Portugal é, politicamente, um país deprimente. Em sede de discussão do Orçamento de Estado, esse documento supostamente estruturante da governação do país, eis-nos entregues a uma discussão inacreditavelmente estúpida: o aumento do IUC. Digo estúpida, pela importância que a coisa tem quando em contraste com outros temas, que um país que não fosse deprimente consideraria essenciais. Digo inacreditavelmente, porque a oposição se entregou a isso, qual cão de Pavlov, usando o seu tempo mediático cumprindo, precisamente, a voz do dono: a central de comunicação do PS.

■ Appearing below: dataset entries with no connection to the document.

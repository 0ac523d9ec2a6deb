//! CLI binary for resume-review.
//!
//! A thin shim over the library crate: `review` maps flags to `ReviewConfig`
//! and prints the result, `serve` mounts the web surface on a shared session.

use anyhow::{Context, Result};
use clap::{Args, Parser, Subcommand};
use indicatif::{ProgressBar, ProgressStyle};
use resume_review::config::DEFAULT_MODEL;
use resume_review::web::{self, DEFAULT_BIND};
use resume_review::{
    prepare, review, PageImageFormat, ProgressCallback, ReviewConfig, ReviewMode,
    ReviewProgressCallback, ReviewSession, UploadedDocument,
};
use std::io::{self, Write};
use std::net::SocketAddr;
use std::path::{Path, PathBuf};
use std::sync::Arc;
use std::time::Duration;
use tracing_subscriber::EnvFilter;

// ── ANSI colour helpers (no extra deps) ──────────────────────────────────────

fn green(s: &str) -> String {
    format!("\x1b[32m{s}\x1b[0m")
}
fn red(s: &str) -> String {
    format!("\x1b[31m{s}\x1b[0m")
}
fn dim(s: &str) -> String {
    format!("\x1b[2m{s}\x1b[0m")
}
fn bold(s: &str) -> String {
    format!("\x1b[1m{s}\x1b[0m")
}
fn cyan(s: &str) -> String {
    format!("\x1b[36m{s}\x1b[0m")
}

// ── CLI progress callback using indicatif ────────────────────────────────────

/// Spinner on stderr, with one log line per rendered PDF page.
struct CliProgressCallback {
    bar: ProgressBar,
}

impl CliProgressCallback {
    fn new() -> Arc<Self> {
        let bar = ProgressBar::new_spinner();
        let style = ProgressStyle::with_template("{spinner:.cyan} {prefix:.bold}  {msg}  {elapsed:.dim}")
            .unwrap_or_else(|_| ProgressStyle::default_spinner())
            .tick_strings(&["⠋", "⠙", "⠹", "⠸", "⠼", "⠴", "⠦", "⠧", "⠇", "⠏", "⠿"]);
        bar.set_style(style);
        bar.set_prefix("Preparing");
        bar.enable_steady_tick(Duration::from_millis(80));
        Arc::new(Self { bar })
    }
}

impl ReviewProgressCallback for CliProgressCallback {
    fn on_review_start(&self, name: &str, media_type: &str) {
        self.bar.set_message(format!("{name} {}", dim(&format!("({media_type})"))));
    }

    fn on_page_rendered(&self, page_num: usize, total_pages: usize) {
        self.bar
            .println(format!("  {} Page {:>3}/{:<3} rendered", green("✓"), page_num, total_pages));
    }

    fn on_request_start(&self, part_count: usize) {
        self.bar.set_prefix("Generating");
        self.bar.set_message(format!(
            "waiting for the model ({part_count} part{})…",
            if part_count == 1 { "" } else { "s" }
        ));
    }

    fn on_review_complete(&self, html_len: usize) {
        self.bar.finish_and_clear();
        eprintln!("{} Review ready {}", green("✔"), dim(&format!("({html_len} chars)")));
    }

    fn on_review_failed(&self, error: &str) {
        self.bar.finish_and_clear();
        eprintln!("{} {}", red("✘"), red(error));
    }
}

const AFTER_HELP: &str = r#"EXAMPLES:
  # Roast a PDF resume (HTML on stdout)
  resume-review review resume.pdf

  # Professional review written to a file
  resume-review review --mode professional resume.png -o review.html

  # Show what would be sent, without calling the model
  resume-review review --dry-run resume.pdf

  # Use another vision provider through edgequake-llm
  resume-review review --provider openai --model gpt-4.1-mini resume.pdf

  # Start the web page on http://127.0.0.1:3000
  resume-review serve

ENVIRONMENT VARIABLES:
  GEMINI_API_KEY          Google Generative Language API key
  GOOGLE_AI_API_KEY       Alternative name for the same key
  RESUME_REVIEW_MODEL     Model id (default gemini-2.0-flash)
  RESUME_REVIEW_PROVIDER  edgequake-llm provider (openai, anthropic, …)
  PDFIUM_LIB_PATH         Path to libpdfium (file or directory)
  RUST_LOG                Log filter, overrides -v / -q
"#;

/// Review or roast a resume with a multimodal model.
#[derive(Parser, Debug)]
#[command(
    name = "resume-review",
    version,
    about = "Review (or roast) a resume image or PDF with a multimodal model",
    arg_required_else_help = true,
    color = clap::ColorChoice::Auto,
    after_long_help = AFTER_HELP
)]
struct Cli {
    #[command(subcommand)]
    command: Command,

    /// Enable DEBUG-level tracing logs.
    #[arg(short, long, global = true, env = "RESUME_REVIEW_VERBOSE")]
    verbose: bool,

    /// Suppress all output except errors.
    #[arg(short, long, global = true, env = "RESUME_REVIEW_QUIET")]
    quiet: bool,

    /// Disable the progress spinner.
    #[arg(long, global = true, env = "RESUME_REVIEW_NO_PROGRESS")]
    no_progress: bool,
}

#[derive(Subcommand, Debug)]
enum Command {
    /// Review one file and print the HTML.
    Review(ReviewArgs),
    /// Serve the upload page over HTTP.
    Serve(ServeArgs),
}

#[derive(Args, Debug)]
struct ReviewArgs {
    /// Resume file: an image (PNG, JPEG, WebP, …) or a PDF.
    file: PathBuf,

    /// Review style.
    #[arg(short, long, value_enum, default_value = "roast")]
    mode: ModeArg,

    /// Write the review to this file instead of stdout.
    #[arg(short, long)]
    output: Option<PathBuf>,

    /// Output structured JSON (ReviewOutput) instead of HTML.
    #[arg(long)]
    json: bool,

    /// Normalise the file and list the parts; do not call the model.
    #[arg(long)]
    dry_run: bool,

    #[command(flatten)]
    model: ModelArgs,
}

#[derive(Args, Debug)]
struct ServeArgs {
    /// Listen address.
    #[arg(long, env = "RESUME_REVIEW_BIND", default_value = DEFAULT_BIND)]
    bind: SocketAddr,

    /// Maximum upload size in MiB.
    #[arg(long, env = "RESUME_REVIEW_MAX_UPLOAD_MB", default_value_t = 20,
          value_parser = clap::value_parser!(u32).range(1..=512))]
    max_upload_mb: u32,

    #[command(flatten)]
    model: ModelArgs,
}

#[derive(Args, Debug)]
struct ModelArgs {
    /// Model id.
    #[arg(long, env = "RESUME_REVIEW_MODEL", default_value = DEFAULT_MODEL)]
    model: String,

    /// Route through an edgequake-llm provider (openai, anthropic, …) instead
    /// of the built-in Gemini client.
    #[arg(long, env = "RESUME_REVIEW_PROVIDER")]
    provider: Option<String>,

    /// Gemini API key.
    #[arg(long, env = "GEMINI_API_KEY", hide_env_values = true)]
    api_key: Option<String>,

    /// PDF render magnification (0.25–8.0).
    #[arg(long, env = "RESUME_REVIEW_SCALE", default_value_t = 1.5)]
    scale: f32,

    /// Image format for rendered PDF pages.
    #[arg(long, value_enum, default_value = "png")]
    image_format: ImageFormatArg,

    /// Cap on either edge of a rendered page, in pixels.
    #[arg(long)]
    max_page_pixels: Option<u32>,

    /// Sampling temperature (0.0–2.0).
    #[arg(long, default_value_t = 0.4)]
    temperature: f32,

    /// Max output tokens.
    #[arg(long, default_value_t = 4096)]
    max_tokens: u32,

    /// Model call timeout in seconds.
    #[arg(long, env = "RESUME_REVIEW_TIMEOUT", default_value_t = 120)]
    timeout: u64,

    /// Path to the pdfium library (file or directory).
    #[arg(long, env = "PDFIUM_LIB_PATH")]
    pdfium_lib: Option<PathBuf>,

    /// Show the model's HTML without sanitising it.
    #[arg(long)]
    no_sanitize: bool,
}

#[derive(clap::ValueEnum, Clone, Copy, Debug)]
enum ModeArg {
    Professional,
    Roast,
}

impl From<ModeArg> for ReviewMode {
    fn from(v: ModeArg) -> Self {
        match v {
            ModeArg::Professional => ReviewMode::Professional,
            ModeArg::Roast => ReviewMode::Roast,
        }
    }
}

#[derive(clap::ValueEnum, Clone, Copy, Debug)]
enum ImageFormatArg {
    Png,
    Jpeg,
}

impl From<ImageFormatArg> for PageImageFormat {
    fn from(v: ImageFormatArg) -> Self {
        match v {
            ImageFormatArg::Png => PageImageFormat::Png,
            ImageFormatArg::Jpeg => PageImageFormat::Jpeg,
        }
    }
}

#[tokio::main]
async fn main() -> Result<()> {
    let cli = Cli::parse();

    // ── Logging setup ────────────────────────────────────────────────────
    // INFO-level library logs would fight with the spinner; the spinner
    // carries the feedback that matters.
    let show_progress = match cli.command {
        Command::Review(ref args) => !cli.quiet && !cli.no_progress && !args.json && !args.dry_run,
        Command::Serve(_) => false,
    };
    let filter = if cli.verbose {
        "debug"
    } else if cli.quiet || show_progress {
        "error"
    } else {
        "info"
    };

    tracing_subscriber::fmt()
        .with_env_filter(
            EnvFilter::try_from_default_env().unwrap_or_else(|_| EnvFilter::new(filter)),
        )
        .with_writer(io::stderr)
        .init();

    match cli.command {
        Command::Review(ref args) => run_review(&cli, args, show_progress).await,
        Command::Serve(ref args) => run_serve(args).await,
    }
}

async fn run_review(cli: &Cli, args: &ReviewArgs, show_progress: bool) -> Result<()> {
    let progress: Option<ProgressCallback> = if show_progress {
        Some(CliProgressCallback::new() as Arc<dyn ReviewProgressCallback>)
    } else {
        None
    };
    let config = build_config(&args.model, progress)?;
    let mode: ReviewMode = args.mode.into();

    let document = UploadedDocument::from_path(&args.file)
        .await
        .with_context(|| format!("Failed to read {}", args.file.display()))?;

    // ── Dry run ──────────────────────────────────────────────────────────
    if args.dry_run {
        let parts = prepare(document, &config)
            .await
            .context("Failed to normalise the document")?;
        if args.json {
            let summary: Vec<_> = parts
                .iter()
                .enumerate()
                .map(|(i, p)| {
                    serde_json::json!({
                        "index": i + 1,
                        "media_type": p.media_type,
                        "bytes": p.byte_len(),
                    })
                })
                .collect();
            let json = serde_json::json!({
                "mode": mode,
                "parts": summary,
                "instruction": mode.instruction(),
            });
            println!("{}", serde_json::to_string_pretty(&json).context("Failed to serialise parts")?);
        } else {
            for (i, p) in parts.iter().enumerate() {
                println!("part {:>3}  {:<12} {:>9} bytes", i + 1, p.media_type, p.byte_len());
            }
            println!("instruction ({mode}): {}", mode.instruction());
        }
        return Ok(());
    }

    // ── Review ───────────────────────────────────────────────────────────
    let output = review(document, mode, &config).await.context("Review failed")?;

    let body = if args.json {
        serde_json::to_string_pretty(&output).context("Failed to serialise output")?
    } else {
        output.result.html.clone()
    };

    match args.output {
        Some(ref path) => {
            write_atomic(path, &body).await?;
            if !cli.quiet {
                eprintln!(
                    "{}  {} part(s)  {}ms  →  {}",
                    green("✔"),
                    output.stats.parts,
                    output.stats.total_duration_ms,
                    bold(&path.display().to_string()),
                );
            }
        }
        None => {
            let stdout = io::stdout();
            let mut handle = stdout.lock();
            handle
                .write_all(body.as_bytes())
                .context("Failed to write to stdout")?;
            if !body.ends_with('\n') {
                handle.write_all(b"\n").ok();
            }
        }
    }

    if !cli.quiet && !args.json {
        eprintln!(
            "   {} tokens in  /  {} tokens out  /  {}ms total",
            dim(&output.stats.input_tokens.to_string()),
            dim(&output.stats.output_tokens.to_string()),
            output.stats.total_duration_ms,
        );
    }

    Ok(())
}

async fn run_serve(args: &ServeArgs) -> Result<()> {
    let config = build_config(&args.model, None)?;
    let session = Arc::new(ReviewSession::new(config).context("Failed to set up the model client")?);

    let max_upload_bytes = args.max_upload_mb as usize * 1024 * 1024;
    let app = web::router(session, max_upload_bytes);

    let listener = tokio::net::TcpListener::bind(args.bind)
        .await
        .with_context(|| format!("Failed to bind {}", args.bind))?;
    tracing::info!(addr = %args.bind, max_upload_mb = args.max_upload_mb, "Server ready and accepting connections");
    eprintln!("{} Listening on {}", cyan("◆"), bold(&format!("http://{}", args.bind)));

    axum::serve(listener, app)
        .with_graceful_shutdown(shutdown_signal())
        .await
        .context("Server error")?;

    Ok(())
}

/// Resolves on Ctrl+C or SIGTERM.
async fn shutdown_signal() {
    let ctrl_c = async {
        if let Err(e) = tokio::signal::ctrl_c().await {
            tracing::error!("Failed to install Ctrl+C handler: {}", e);
            std::future::pending::<()>().await;
        }
    };

    #[cfg(unix)]
    let terminate = async {
        match tokio::signal::unix::signal(tokio::signal::unix::SignalKind::terminate()) {
            Ok(mut sig) => {
                sig.recv().await;
            }
            Err(e) => {
                tracing::error!("Failed to install SIGTERM handler: {}", e);
                std::future::pending::<()>().await;
            }
        }
    };

    #[cfg(not(unix))]
    let terminate = std::future::pending::<()>();

    tokio::select! {
        _ = ctrl_c => tracing::info!("Received Ctrl+C signal"),
        _ = terminate => tracing::info!("Received terminate signal"),
    }
    tracing::info!("Shutting down gracefully...");
}

/// Map CLI args to `ReviewConfig`.
fn build_config(args: &ModelArgs, progress: Option<ProgressCallback>) -> Result<ReviewConfig> {
    let mut builder = ReviewConfig::builder()
        .model(args.model.clone())
        .render_scale(args.scale)
        .page_image_format(args.image_format.into())
        .temperature(args.temperature)
        .max_output_tokens(args.max_tokens)
        .request_timeout_secs(args.timeout)
        .sanitize_html(!args.no_sanitize);

    builder = match args.api_key {
        Some(ref key) => builder.api_key(key.clone()),
        None => builder.api_key_from_env(),
    };
    if let Some(ref provider) = args.provider {
        builder = builder.provider_name(provider.clone());
    }
    if let Some(px) = args.max_page_pixels {
        builder = builder.max_page_pixels(px);
    }
    if let Some(ref path) = args.pdfium_lib {
        builder = builder.pdfium_lib_path(path.clone());
    }
    if let Some(cb) = progress {
        builder = builder.progress_callback(cb);
    }

    builder.build().context("Invalid configuration")
}

/// Write to a temp file next to `path`, then rename.
async fn write_atomic(path: &Path, body: &str) -> Result<()> {
    if let Some(parent) = path.parent().filter(|p| !p.as_os_str().is_empty()) {
        tokio::fs::create_dir_all(parent)
            .await
            .with_context(|| format!("Failed to create {}", parent.display()))?;
    }

    let mut tmp = path.as_os_str().to_owned();
    tmp.push(".tmp");
    let tmp = PathBuf::from(tmp);

    tokio::fs::write(&tmp, body)
        .await
        .with_context(|| format!("Failed to write {}", tmp.display()))?;
    tokio::fs::rename(&tmp, path)
        .await
        .with_context(|| format!("Failed to move output into {}", path.display()))?;
    Ok(())
}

Não que a carga fiscal em Portugal, esse vício socialista que, no lugar de simples colecta para financiar a justiça social, se transformou em instrumento de reeducação e castigo das massas, não seja merecedora de imperiosa atenção. Não que o esbulho fiscal em Portugal, esse cancro socialista que, no lugar de fonte de financiamento para um Estado justo, funcional e forte, se transformou na gula que alimenta um Estado injusto, disfuncional e gordo (pode-se fazer body shaming metafórico?), não seja merecedor de impiedosa oposição.
O problema é a curta visão, já para não lhe chamar ausência. O problema é que a discussão é, para usar uma expressão que inaugurou uma era, sempre "poucochinha".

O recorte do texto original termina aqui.